#### Data to process:
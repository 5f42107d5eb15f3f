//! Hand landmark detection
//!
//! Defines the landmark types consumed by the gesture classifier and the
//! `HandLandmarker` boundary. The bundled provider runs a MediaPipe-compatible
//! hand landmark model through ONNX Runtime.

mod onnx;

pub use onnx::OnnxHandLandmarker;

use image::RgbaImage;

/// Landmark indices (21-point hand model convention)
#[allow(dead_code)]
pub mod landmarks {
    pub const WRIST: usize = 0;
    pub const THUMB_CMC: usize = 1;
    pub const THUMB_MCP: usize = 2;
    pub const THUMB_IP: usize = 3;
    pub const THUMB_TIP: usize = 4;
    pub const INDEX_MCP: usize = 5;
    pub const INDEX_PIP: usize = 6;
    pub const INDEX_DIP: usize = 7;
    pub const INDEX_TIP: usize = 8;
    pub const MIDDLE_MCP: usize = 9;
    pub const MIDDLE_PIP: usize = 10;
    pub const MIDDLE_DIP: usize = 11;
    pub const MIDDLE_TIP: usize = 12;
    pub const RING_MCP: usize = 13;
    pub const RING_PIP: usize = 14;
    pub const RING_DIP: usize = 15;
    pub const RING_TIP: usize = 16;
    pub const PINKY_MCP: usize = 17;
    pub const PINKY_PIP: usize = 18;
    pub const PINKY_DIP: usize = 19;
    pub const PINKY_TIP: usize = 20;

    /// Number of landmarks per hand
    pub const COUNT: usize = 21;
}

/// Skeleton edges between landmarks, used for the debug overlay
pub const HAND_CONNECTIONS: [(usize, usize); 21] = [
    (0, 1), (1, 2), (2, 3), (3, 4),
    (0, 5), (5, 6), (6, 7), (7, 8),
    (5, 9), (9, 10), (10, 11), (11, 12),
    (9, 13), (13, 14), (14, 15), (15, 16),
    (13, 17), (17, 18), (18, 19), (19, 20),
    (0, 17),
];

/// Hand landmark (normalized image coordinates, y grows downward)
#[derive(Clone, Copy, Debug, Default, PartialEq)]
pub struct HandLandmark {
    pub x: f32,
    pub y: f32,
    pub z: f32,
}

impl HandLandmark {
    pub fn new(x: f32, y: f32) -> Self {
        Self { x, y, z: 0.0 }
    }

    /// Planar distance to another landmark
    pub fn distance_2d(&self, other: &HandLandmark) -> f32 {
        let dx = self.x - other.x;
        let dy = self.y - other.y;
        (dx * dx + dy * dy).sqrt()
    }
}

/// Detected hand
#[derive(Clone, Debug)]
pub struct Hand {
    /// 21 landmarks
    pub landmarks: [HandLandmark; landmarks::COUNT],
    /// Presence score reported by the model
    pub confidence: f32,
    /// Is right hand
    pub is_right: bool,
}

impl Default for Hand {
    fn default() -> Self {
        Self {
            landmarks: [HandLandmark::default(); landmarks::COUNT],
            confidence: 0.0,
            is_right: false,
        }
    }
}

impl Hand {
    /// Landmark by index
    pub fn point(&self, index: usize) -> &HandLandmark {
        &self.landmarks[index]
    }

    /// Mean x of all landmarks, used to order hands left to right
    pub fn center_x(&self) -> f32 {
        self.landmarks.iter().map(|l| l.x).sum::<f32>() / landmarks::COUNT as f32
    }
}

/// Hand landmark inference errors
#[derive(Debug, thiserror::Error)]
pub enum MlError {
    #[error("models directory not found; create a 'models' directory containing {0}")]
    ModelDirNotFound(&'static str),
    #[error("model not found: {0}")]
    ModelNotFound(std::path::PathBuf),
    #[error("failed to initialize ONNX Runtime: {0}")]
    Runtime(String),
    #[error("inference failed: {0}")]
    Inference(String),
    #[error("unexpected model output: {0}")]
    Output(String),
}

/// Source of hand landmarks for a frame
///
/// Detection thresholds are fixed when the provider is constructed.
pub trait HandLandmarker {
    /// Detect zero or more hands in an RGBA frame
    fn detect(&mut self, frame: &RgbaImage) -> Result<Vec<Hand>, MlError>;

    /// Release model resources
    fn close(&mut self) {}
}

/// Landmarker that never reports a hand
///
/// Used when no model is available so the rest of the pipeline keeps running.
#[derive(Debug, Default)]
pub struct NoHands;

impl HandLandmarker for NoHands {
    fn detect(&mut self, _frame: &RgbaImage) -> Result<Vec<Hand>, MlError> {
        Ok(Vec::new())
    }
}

...

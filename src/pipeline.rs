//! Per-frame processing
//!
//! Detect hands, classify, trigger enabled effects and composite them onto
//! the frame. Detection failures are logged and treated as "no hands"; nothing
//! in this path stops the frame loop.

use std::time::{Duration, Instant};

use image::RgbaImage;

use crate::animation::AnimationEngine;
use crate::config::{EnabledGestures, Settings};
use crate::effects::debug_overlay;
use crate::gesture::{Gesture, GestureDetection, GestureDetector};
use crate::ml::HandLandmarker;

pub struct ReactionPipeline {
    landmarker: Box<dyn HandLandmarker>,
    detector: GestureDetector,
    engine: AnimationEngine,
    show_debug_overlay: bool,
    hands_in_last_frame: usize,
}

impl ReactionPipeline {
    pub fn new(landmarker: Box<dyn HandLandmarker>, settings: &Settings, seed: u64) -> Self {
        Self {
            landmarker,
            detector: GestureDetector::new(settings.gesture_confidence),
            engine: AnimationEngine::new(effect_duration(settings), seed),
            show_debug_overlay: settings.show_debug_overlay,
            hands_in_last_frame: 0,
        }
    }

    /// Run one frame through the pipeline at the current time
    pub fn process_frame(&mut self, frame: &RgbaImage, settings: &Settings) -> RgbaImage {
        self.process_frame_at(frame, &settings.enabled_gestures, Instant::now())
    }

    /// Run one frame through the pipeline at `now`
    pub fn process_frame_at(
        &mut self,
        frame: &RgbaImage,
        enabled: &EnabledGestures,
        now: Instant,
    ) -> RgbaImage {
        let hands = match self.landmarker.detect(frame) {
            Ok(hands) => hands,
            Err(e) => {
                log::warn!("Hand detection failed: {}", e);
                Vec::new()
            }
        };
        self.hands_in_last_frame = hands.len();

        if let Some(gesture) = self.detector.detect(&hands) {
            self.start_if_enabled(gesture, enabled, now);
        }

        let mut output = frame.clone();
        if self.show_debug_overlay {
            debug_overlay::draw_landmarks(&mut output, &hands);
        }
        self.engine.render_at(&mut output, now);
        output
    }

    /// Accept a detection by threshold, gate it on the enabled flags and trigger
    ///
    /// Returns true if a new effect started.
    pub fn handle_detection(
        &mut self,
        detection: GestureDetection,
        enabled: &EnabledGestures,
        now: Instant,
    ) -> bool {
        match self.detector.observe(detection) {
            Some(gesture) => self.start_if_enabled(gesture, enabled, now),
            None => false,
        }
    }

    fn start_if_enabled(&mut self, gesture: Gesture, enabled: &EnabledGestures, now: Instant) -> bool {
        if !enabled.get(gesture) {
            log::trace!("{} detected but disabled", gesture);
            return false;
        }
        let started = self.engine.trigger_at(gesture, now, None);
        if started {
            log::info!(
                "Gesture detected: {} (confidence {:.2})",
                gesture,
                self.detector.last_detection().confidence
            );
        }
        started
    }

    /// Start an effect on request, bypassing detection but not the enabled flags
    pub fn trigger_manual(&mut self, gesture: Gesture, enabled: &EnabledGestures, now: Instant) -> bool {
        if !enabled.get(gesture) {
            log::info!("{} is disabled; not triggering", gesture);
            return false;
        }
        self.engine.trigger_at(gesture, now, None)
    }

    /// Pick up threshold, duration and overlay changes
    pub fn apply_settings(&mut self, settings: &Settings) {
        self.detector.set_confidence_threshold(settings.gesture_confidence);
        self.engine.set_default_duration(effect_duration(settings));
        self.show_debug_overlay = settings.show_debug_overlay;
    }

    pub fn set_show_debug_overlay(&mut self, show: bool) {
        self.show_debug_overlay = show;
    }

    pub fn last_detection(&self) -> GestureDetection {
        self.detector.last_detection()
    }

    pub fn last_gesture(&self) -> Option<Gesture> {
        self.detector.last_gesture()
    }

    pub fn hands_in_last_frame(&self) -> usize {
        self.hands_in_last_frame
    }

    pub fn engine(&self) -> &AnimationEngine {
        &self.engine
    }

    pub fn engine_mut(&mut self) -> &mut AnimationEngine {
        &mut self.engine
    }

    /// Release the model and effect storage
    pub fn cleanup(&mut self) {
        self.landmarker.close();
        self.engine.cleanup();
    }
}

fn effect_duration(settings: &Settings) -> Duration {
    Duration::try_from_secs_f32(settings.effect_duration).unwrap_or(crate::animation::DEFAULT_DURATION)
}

---

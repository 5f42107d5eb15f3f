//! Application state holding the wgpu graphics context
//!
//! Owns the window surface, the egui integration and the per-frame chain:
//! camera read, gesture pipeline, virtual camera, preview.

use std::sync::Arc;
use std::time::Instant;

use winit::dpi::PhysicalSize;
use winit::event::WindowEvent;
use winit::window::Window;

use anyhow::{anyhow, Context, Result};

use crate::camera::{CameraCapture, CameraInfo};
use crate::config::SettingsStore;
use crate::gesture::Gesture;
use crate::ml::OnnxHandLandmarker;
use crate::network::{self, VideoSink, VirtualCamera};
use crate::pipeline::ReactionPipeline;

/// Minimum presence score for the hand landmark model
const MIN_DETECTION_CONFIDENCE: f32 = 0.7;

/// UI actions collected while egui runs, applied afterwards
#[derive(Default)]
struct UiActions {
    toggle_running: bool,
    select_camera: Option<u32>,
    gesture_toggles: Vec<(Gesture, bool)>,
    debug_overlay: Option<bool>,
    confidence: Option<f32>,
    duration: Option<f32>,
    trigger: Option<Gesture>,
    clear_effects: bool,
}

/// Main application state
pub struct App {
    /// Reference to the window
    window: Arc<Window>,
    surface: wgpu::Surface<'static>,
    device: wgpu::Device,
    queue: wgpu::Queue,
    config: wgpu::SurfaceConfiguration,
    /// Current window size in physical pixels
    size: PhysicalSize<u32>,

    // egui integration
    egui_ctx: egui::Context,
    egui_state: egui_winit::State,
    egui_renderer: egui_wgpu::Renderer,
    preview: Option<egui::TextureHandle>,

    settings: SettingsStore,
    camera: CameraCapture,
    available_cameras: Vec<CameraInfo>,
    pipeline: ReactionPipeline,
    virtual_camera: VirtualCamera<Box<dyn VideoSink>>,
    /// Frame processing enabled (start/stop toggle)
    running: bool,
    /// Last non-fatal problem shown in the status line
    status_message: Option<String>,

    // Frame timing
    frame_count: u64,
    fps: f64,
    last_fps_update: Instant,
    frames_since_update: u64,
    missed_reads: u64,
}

#### Exercise directions:
Lines holding the word "SettingsStore": say how many there are in the data, and nothing more.

#### Written answer:
2